▶ **DATASET ENTRIES**
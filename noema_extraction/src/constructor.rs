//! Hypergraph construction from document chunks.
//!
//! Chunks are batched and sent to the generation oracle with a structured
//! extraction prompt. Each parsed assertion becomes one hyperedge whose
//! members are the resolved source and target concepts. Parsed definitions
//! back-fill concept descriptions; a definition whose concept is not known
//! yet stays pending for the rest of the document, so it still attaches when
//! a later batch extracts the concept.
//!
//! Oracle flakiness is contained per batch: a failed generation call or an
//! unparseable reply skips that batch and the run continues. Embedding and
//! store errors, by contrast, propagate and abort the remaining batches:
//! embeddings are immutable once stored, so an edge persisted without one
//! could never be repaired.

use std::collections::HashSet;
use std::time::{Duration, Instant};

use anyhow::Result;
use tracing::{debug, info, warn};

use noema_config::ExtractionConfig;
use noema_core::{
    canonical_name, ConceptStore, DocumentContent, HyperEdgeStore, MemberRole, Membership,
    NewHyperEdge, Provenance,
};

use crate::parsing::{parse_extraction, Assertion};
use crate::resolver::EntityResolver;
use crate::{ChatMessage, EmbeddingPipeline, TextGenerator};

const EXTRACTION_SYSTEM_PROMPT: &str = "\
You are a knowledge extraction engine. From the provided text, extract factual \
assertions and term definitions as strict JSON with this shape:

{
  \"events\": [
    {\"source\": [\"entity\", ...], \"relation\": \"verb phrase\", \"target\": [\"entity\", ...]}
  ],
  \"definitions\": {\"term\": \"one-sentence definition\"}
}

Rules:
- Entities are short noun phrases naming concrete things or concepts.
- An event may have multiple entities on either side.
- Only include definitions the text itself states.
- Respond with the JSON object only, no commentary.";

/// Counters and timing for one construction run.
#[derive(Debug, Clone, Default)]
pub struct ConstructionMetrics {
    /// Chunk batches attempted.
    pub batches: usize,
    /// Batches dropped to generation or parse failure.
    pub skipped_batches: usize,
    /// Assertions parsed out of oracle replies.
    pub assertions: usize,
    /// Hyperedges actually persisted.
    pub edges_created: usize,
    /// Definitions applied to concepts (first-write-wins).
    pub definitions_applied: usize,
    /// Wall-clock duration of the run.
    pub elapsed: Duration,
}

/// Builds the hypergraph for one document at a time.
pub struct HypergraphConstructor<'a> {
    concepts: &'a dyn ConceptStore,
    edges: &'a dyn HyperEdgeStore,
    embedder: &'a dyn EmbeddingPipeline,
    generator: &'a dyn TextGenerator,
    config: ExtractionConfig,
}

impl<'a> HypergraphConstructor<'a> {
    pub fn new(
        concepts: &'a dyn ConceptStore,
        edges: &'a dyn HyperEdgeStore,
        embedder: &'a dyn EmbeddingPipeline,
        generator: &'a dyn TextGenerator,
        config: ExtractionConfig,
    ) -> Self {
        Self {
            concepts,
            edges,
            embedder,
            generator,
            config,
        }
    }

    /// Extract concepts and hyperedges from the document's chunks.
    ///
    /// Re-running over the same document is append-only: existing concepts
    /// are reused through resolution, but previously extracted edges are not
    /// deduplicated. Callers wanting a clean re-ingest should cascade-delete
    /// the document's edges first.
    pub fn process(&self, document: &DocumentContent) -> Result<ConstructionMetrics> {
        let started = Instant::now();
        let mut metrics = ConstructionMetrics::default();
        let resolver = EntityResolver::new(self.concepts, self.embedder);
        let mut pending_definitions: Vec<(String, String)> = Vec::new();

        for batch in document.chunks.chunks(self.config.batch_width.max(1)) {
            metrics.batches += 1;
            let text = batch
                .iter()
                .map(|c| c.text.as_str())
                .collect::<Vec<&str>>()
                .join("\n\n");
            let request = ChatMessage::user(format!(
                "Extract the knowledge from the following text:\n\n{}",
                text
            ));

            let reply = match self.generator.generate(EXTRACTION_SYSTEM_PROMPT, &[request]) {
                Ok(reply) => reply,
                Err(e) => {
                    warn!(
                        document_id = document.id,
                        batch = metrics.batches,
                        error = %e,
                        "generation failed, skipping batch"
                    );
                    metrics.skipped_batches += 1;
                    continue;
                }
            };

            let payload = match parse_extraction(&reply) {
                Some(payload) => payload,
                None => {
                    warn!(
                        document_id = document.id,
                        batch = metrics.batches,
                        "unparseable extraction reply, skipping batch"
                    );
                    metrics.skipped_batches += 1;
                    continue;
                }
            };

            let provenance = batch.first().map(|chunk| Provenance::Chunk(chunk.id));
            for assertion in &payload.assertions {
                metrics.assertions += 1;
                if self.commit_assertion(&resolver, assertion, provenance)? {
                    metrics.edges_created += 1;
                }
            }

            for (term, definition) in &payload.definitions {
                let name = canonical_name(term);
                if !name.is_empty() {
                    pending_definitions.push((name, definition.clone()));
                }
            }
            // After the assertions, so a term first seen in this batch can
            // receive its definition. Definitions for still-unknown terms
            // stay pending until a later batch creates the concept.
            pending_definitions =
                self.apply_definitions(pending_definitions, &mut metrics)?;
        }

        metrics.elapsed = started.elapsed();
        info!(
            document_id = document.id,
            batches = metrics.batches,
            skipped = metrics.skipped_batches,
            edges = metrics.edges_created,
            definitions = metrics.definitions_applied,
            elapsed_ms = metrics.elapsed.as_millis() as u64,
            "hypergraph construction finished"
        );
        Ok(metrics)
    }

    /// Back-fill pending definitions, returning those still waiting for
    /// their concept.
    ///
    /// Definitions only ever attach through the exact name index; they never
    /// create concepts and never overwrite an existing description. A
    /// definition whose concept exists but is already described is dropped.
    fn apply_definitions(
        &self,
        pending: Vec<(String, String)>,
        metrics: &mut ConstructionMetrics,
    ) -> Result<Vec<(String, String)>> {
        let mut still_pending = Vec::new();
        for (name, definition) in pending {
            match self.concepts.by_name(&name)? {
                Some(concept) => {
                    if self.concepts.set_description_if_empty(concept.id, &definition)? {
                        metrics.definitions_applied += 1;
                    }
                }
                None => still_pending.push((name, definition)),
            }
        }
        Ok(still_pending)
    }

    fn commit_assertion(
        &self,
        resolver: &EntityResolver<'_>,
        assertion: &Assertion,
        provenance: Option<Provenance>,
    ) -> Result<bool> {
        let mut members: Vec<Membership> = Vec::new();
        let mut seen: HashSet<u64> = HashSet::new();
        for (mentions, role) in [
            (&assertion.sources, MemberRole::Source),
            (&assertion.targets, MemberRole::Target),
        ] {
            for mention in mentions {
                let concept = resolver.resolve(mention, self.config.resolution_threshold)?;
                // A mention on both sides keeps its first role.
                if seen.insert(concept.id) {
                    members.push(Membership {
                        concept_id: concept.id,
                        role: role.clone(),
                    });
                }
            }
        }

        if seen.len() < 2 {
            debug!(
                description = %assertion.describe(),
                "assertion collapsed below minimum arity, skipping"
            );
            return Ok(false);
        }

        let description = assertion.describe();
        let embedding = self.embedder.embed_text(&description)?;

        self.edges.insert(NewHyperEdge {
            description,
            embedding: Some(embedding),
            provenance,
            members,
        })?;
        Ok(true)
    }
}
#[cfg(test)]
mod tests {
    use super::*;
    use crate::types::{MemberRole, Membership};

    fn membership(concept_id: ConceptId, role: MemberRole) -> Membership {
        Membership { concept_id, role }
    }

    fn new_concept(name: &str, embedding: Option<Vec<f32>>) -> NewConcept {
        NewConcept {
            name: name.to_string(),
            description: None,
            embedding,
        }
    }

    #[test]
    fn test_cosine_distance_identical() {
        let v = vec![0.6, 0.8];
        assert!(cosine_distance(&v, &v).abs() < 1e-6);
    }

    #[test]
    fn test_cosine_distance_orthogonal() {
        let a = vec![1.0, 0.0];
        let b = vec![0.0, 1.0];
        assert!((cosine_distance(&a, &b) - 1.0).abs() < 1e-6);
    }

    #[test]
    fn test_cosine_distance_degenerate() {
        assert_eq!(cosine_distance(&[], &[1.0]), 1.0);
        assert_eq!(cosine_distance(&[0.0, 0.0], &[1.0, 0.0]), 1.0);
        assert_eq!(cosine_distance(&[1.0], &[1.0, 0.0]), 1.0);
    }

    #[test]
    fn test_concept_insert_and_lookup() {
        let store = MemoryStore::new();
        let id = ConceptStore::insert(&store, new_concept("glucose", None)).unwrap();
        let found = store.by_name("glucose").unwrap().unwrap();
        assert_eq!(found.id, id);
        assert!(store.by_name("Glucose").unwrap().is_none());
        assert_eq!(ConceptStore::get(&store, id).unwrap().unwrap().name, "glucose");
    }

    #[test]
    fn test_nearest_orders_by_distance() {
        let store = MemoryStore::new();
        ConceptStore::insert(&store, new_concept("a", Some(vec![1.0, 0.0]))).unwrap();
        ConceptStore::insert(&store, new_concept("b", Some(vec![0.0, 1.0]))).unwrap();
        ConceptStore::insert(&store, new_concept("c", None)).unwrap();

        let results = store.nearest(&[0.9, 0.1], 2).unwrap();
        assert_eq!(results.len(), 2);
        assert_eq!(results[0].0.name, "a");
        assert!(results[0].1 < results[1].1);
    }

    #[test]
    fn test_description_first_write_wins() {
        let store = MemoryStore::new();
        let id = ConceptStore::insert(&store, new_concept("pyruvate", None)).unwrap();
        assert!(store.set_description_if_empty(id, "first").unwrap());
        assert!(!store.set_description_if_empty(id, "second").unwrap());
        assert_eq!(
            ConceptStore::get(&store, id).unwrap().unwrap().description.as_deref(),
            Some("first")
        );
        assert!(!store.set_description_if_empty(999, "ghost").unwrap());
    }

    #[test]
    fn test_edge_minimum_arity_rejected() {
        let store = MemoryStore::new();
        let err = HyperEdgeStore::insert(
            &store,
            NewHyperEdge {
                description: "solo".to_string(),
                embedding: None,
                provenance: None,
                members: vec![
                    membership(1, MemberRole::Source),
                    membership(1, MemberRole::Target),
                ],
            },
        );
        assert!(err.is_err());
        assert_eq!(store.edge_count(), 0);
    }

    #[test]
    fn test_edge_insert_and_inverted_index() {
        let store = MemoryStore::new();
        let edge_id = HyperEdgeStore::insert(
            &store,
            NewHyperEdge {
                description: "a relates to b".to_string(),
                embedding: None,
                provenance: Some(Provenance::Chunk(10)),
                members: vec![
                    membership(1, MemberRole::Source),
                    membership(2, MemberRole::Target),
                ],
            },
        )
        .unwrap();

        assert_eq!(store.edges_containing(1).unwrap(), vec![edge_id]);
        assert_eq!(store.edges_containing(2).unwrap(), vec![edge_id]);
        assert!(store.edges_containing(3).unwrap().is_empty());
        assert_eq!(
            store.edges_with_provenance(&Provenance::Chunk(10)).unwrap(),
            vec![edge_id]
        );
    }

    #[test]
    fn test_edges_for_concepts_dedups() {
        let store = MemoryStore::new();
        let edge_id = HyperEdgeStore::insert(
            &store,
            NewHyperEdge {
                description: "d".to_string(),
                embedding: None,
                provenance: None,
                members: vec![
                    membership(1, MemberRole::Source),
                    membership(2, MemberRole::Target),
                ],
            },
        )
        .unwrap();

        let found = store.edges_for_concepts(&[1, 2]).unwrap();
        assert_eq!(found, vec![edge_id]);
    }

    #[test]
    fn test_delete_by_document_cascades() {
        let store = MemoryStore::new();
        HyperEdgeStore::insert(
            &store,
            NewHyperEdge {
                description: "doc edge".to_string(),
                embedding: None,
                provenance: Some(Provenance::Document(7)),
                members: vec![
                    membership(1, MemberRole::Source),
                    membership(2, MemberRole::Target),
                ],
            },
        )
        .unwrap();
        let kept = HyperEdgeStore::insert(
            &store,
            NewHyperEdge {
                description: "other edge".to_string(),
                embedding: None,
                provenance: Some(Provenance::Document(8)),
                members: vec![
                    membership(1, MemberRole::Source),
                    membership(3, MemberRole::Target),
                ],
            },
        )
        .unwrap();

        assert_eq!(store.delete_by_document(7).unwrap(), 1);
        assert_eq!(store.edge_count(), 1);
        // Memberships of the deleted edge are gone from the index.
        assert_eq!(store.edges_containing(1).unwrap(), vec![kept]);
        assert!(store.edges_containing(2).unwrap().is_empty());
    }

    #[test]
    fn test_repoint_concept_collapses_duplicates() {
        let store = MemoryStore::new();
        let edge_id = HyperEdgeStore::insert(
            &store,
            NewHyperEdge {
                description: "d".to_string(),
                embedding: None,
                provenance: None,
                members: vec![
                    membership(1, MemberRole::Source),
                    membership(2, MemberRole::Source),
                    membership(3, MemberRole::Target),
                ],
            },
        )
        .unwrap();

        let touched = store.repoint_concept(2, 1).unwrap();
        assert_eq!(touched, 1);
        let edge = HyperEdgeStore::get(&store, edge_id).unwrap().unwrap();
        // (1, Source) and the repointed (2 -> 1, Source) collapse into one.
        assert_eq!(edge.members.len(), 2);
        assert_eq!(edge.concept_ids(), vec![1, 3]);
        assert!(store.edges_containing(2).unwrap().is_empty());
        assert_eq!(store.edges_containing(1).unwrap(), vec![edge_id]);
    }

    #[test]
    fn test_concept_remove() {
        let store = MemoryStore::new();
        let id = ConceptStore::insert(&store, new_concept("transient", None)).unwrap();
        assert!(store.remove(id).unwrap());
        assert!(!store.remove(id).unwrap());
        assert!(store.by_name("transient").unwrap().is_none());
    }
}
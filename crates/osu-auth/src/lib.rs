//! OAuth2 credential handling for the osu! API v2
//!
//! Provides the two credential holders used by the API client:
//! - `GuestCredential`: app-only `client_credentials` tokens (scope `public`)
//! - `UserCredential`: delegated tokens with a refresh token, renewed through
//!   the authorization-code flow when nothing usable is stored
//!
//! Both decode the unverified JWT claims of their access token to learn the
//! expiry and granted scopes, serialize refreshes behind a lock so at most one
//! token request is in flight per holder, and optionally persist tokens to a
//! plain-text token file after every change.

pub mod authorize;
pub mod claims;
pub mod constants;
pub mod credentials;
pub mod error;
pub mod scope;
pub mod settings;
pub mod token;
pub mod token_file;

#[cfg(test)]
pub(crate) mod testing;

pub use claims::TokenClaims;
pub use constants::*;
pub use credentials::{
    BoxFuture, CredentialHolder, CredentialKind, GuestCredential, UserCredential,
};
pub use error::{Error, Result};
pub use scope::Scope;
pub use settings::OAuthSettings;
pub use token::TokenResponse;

▶ **WORK INSTRUCTIONS**
Output the first line of the entries above and every line after it, exactly as written, ending with the line that contains "is not known".

▶ **TASK SOLUTION**
filename noema_extraction/src/constructor.rs
//! Hypergraph construction from document chunks.
//!
//! Chunks are batched and sent to the generation oracle with a structured
//! extraction prompt. Each parsed assertion becomes one hyperedge whose
//! members are the resolved source and target concepts. Parsed definitions
//! back-fill concept descriptions; a definition whose concept is not known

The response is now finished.